Pablo Rudomin buscaba el tesoro de Cuauhtémoc y encontró el de la ciencia

junio 24, 2016
Noticias Prensa

Crónica | 20 junio 2016

El Colegio Nacional * El doctor en Ciencias Pablo Rudomin es uno de los científicos más destacados de México. Por su labor en la investigación en fisiología ha recibido los premios: Nacional de Ciencias y Artes, la Presea Lázaro Cárdenas, Príncipe de Asturias de Investigación Científica y Técnica, trabaja en el Cinvestav y es miembro de El Colegio Nacional. Ha publicado más de 122 trabajos científicos y numerosos trabajos de divulgación y participado en gran número de congresos nacionales e internacionales

Pablo Rudomin Zevnovaty está hecho de aventuras y sueños. Aventuras como las expediciones y excavaciones que realizaba en Tlatelolco, junto con Marcos Rosenbaum, para buscar el tesoro de Cuauhtémoc, y de sueños como construir una nave espacial y un submarino. Andanzas que lo llevarían a encontrar otro tesoro: el de la ciencia, del cual dice: “Es un tesoro que aún está esperando a ser descubierto, porque es muy poco lo que sabemos y hay tanto por saber”.

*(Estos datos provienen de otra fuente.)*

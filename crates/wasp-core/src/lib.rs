//! Policy-decision and policy-enforcement core for an agentic assistant's
//! inbound/outbound boundary: contact whitelist, per-session trust,
//! tool-access policy, injection telemetry, quarantine, audit, rate
//! limiting, and the outbound signature guard.

pub mod adapter;
pub mod audit;
pub mod config;
pub mod contacts;
pub mod error;
pub mod heuristic;
pub mod policy;
pub mod quarantine;
pub mod rate_limit;
pub mod session;
pub mod signature;
pub mod storage;
mod util;

pub use adapter::{HostAdapterPort, InboundMessage, PreOutboundMessage, PreToolCall};
pub use audit::{AuditEntry, AuditLog, AuditQuery, Decision};
pub use config::WaspConfig;
pub use contacts::{CheckResult, Contact, ContactRegistry, Platform, TrustLevel};
pub use error::{WaspError, WaspResult};
pub use heuristic::{InjectionAnalysis, InjectionHeuristic, TelemetryRow};
pub use policy::{ToolDecision, ToolPolicyConfig, ToolPolicyEngine};
pub use quarantine::{Quarantine, QuarantinedMessage};
pub use rate_limit::{RateLimitConfig, RateLimitResult, RateLimiter};
pub use session::{SessionStateManager, TurnState, DEFAULT_SESSION_KEY};
pub use signature::{SignatureAction, SignatureConfig, SignatureGuard, SignatureOutcome};
pub use storage::Storage;

use std::sync::Arc;

/// Every collaborator wired against one `Storage` handle and one
/// `WaspConfig`, built once at process start.
pub struct Wasp {
    pub config: WaspConfig,
    pub contacts: ContactRegistry,
    pub sessions: Arc<SessionStateManager>,
    pub tool_policy: ToolPolicyEngine,
    pub heuristic: InjectionHeuristic,
    pub quarantine: Quarantine,
    pub audit: AuditLog,
    pub rate_limiter: Arc<RateLimiter>,
    pub signature_guard: SignatureGuard,
}

impl Wasp {
    pub async fn open(config: WaspConfig) -> WaspResult<Self> {
        config.validate()?;
        let storage = Storage::open(&config.data_dir).await?;
        let pool = storage.pool().clone();

        Ok(Self {
            contacts: ContactRegistry::new(pool.clone()),
            sessions: Arc::new(SessionStateManager::new(config.session_strict)),
            tool_policy: ToolPolicyEngine::new(config.tool_policy_config()),
            heuristic: InjectionHeuristic::new(
                pool.clone(),
                config.telemetry_preview_chars,
                config.telemetry_threshold,
            ),
            quarantine: Quarantine::new(pool.clone(), config.quarantine_preview_chars),
            audit: AuditLog::new(pool),
            rate_limiter: Arc::new(RateLimiter::new()),
            signature_guard: SignatureGuard::new(config.signature.clone())?,
            config,
        })
    }
}

#[cfg(test)]
mod tests {
    use super::*;

    #[tokio::test]
    async fn open_wires_every_collaborator_against_one_store() {
        let dir = tempfile::tempdir().unwrap();
        let mut config = WaspConfig::default();
        config.data_dir = dir.path().to_path_buf();
        let wasp = Wasp::open(config).await.unwrap();

        wasp.contacts
            .upsert("+4401", Platform::Whatsapp, TrustLevel::Sovereign, None, None)
            .await
            .unwrap();
        let result = wasp.contacts.check("+4401", Platform::Whatsapp).await.unwrap();
        assert!(result.allowed);
    }

    #[tokio::test]
    async fn open_rejects_misconfigured_signature_guard() {
        let dir = tempfile::tempdir().unwrap();
        let mut config = WaspConfig::default();
        config.data_dir = dir.path().to_path_buf();
        config.signature.enabled = true;
        config.signature.signature = String::new();

        let err = Wasp::open(config).await.unwrap_err();
        assert!(matches!(err, WaspError::Misconfigured(_)));
    }
}
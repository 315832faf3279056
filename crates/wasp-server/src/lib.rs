//! The admin HTTP façade as a library: `wasp-cli`'s `serve` subcommand
//! and the `wasp-server` binary both call [`run`] against an already
//! validated [`WaspConfig`].

pub mod api;
pub mod auth;
pub mod client_ip;
pub mod error;
pub mod rate_limit_layer;
pub mod state;

use std::sync::Arc;

use anyhow::Context;
use sha2::{Digest, Sha256};
use wasp_core::{Wasp, WaspConfig};

use crate::state::AppState;

/// Opens the store, wires the façade, and serves until the process is
/// killed. Does not install a tracing subscriber — the caller (CLI or
/// binary `main`) owns that decision.
pub async fn run(config: WaspConfig) -> anyhow::Result<()> {
    let bind_addr = config.admin.bind_addr.clone();
    let api_token_env = config.admin.api_token_env.clone();

    let wasp = Wasp::open(config).await.context("opening wasp store")?;

    let api_token_hash = match std::env::var(&api_token_env) {
        Ok(token) if !token.is_empty() => {
            tracing::info!(env_var = %api_token_env, "API bearer-token auth enabled");
            Some(Sha256::digest(token.as_bytes()).to_vec())
        }
        _ => {
            tracing::warn!(
                env_var = %api_token_env,
                "API bearer-token auth DISABLED — protected endpoints restricted to loopback"
            );
            None
        }
    };

    let state = AppState {
        wasp: Arc::new(wasp),
        api_token_hash,
    };

    {
        let state = state.clone();
        tokio::spawn(async move {
            let mut interval = tokio::time::interval(std::time::Duration::from_secs(60));
            loop {
                interval.tick().await;
                let window_ms = state.wasp.config.rate_limit_window_ms;
                let now_ms = std::time::SystemTime::now()
                    .duration_since(std::time::UNIX_EPOCH)
                    .unwrap_or_default()
                    .as_millis() as u64;
                state.wasp.rate_limiter.sweep(now_ms, window_ms);
            }
        });
    }

    let app = api::router(state);

    let listener = tokio::net::TcpListener::bind(&bind_addr)
        .await
        .with_context(|| format!("binding to {bind_addr}"))?;
    tracing::info!(addr = %bind_addr, "wasp-server listening");

    axum::serve(listener, app).await.context("axum server error")?;

    Ok(())
}
//! `GET /audit` (auth required).

use axum::extract::{Query, State};
use axum::response::{IntoResponse, Json};
use serde::Deserialize;
use wasp_core::{AuditQuery, Decision, WaspError};

use crate::auth::ApiGuard;
use crate::error::AppError;
use crate::state::AppState;

#[derive(Debug, Deserialize)]
pub struct AuditQueryParams {
    limit: Option<u32>,
    decision: Option<String>,
    since: Option<String>,
}

pub async fn query_audit(
    _guard: ApiGuard,
    State(state): State<AppState>,
    Query(params): Query<AuditQueryParams>,
) -> Result<impl IntoResponse, AppError> {
    let decision: Option<Decision> = params
        .decision
        .map(|d| d.parse::<Decision>())
        .transpose()
        .map_err(AppError)?;

    if let Some(limit) = params.limit {
        if limit > wasp_core::audit::MAX_QUERY_LIMIT {
            return Err(AppError(WaspError::InvalidInput(format!(
                "limit must be between 1 and {}",
                wasp_core::audit::MAX_QUERY_LIMIT
            ))));
        }
    }

    let rows = state
        .wasp
        .audit
        .query(AuditQuery {
            limit: params.limit,
            decision,
            since: params.since,
        })
        .await
        .map_err(AppError)?;

    Ok(Json(rows))
}
use clap::Parser;
use tracing_subscriber::EnvFilter;
use wasp_cli::{cli::Cli, commands, output};
use wasp_core::WaspConfig;

#[tokio::main]
async fn main() {
    init_tracing();

    let cli = Cli::parse();
    let json_mode = cli.json;

    let config = match WaspConfig::load() {
        Ok(config) => config,
        Err(err) => {
            output::emit_error(json_mode, "failed to load configuration", Some(&err.to_string()));
            std::process::exit(1);
        }
    };

    let code = match commands::dispatch(cli, config).await {
        Ok(code) => code,
        Err(err) => {
            output::emit_error(json_mode, "command failed", Some(&err.to_string()));
            1
        }
    };

    std::process::exit(code);
}

fn init_tracing() {
    tracing_subscriber::fmt()
        .with_env_filter(EnvFilter::try_from_default_env().unwrap_or_else(|_| EnvFilter::new("warn")))
        .with_writer(std::io::stderr)
        .init();
}
//! Human vs `--json` rendering.

use serde::Serialize;
use serde_json::json;

/// Prints `value` as a single newline-terminated JSON document.
pub fn emit_json(value: impl Serialize) {
    println!("{}", serde_json::to_string(&value).unwrap_or_else(|_| "{}".to_string()));
}

/// Prints a failure: `{error, detail?}` in JSON mode, a single human line
/// otherwise. Never includes filesystem paths or configured tokens — the
/// caller is responsible for passing an already-redacted `detail`.
pub fn emit_error(json_mode: bool, error: &str, detail: Option<&str>) {
    if json_mode {
        let body = match detail {
            Some(d) => json!({ "error": error, "detail": d }),
            None => json!({ "error": error }),
        };
        eprintln!("{body}");
    } else {
        match detail {
            Some(d) => eprintln!("error: {error}: {d}"),
            None => eprintln!("error: {error}"),
        }
    }
}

Esas aventuras y sueños del prestigiado científico y doctor en Ciencias mexicano, también lo llevaron a ganar decenas de premios y reconocimientos como el Nacional de Ciencias y Artes (1971), la Presea Lázaro Cárdenas (1996), el Premio Príncipe de Asturias de Investigación Científica y Técnica (1987), doctorados honoris causa otorgados por la Benemérita Universidad de Puebla (2003), por la Universidad de Nuevo León (2011) y por la UNAM (2011). Actualmente es investigador emérito en el Centro de Investigación y de Estudios Avanzados del Instituto Politécnico Nacional (Cinvestav) y miembro de El Colegio Nacional. Continúa activo en investigación científica de alto nivel, lo que se refleja en numerosas publicaciones científicas y trabajos de divulgación. Ha sido invitado a impartir numerosas conferencias dentro y fuera del país.

Aventuras y sueños que tienen un lugar emblemático de inicio, primero en la calle de Allende, en el Centro Histórico y posteriormente en Jesús Carranza, en la zona de Tepito. En el edificio situado en la calle de Allende, Pablo vivía con su padre Isaac Rudomin y su madre Sonia Zevnovaty, junto con otras familias: la de Marcos Rosenbaum, su compañero de aventuras, y la de Samuel y Carlos Gitler. Cuatro niños que serían grandes científicos de México.

EL CAMINO. Ser científico, cuenta Pablo Rudomin, fue algo que se dio de manera paulatina. “Desde niño, Marcos Rosenbaum y yo nos divertíamos inventando cosas, supongo que porque no había televisión”.

La complicidad con Marcos tenía su vaso comunicante en la amistad de los padres de ambos que eran socios: tenían un depósito de fierros viejos en la calle de Matamoros, en Tepito.

Marcos y él tenían la idea de construir un submarino y una nave espacial. “Éramos muy inquietos, muy curiosos y todo el tiempo teníamos fantasías, que surgían de las lecturas de las novelas de Julio Verne. Pero pasó algo: nos enteramos del tesoro de Cuauhtémoc y fuimos a excavar en el jardín Santiago de Tlatelolco. Hicimos agujeros para buscarlo”.

Así fue su infancia y escuela primaria, pero al ingresar a la secundaria en el Colegio Hebreo Tarbut, Pablo Rudomin tuvo dos maestros que fueron muy estimulantes para él: Gilberto Hernández Corzo, quien era el maestro de geografía y que le dio libros de Oparin para leer, como El origen de la vida, “un libro maravilloso”, dice. Las clases de biología las impartía Luis Batres, “un hombre extraordinario, al que después ayudé como asistente en los cursos que impartía en la escuela”.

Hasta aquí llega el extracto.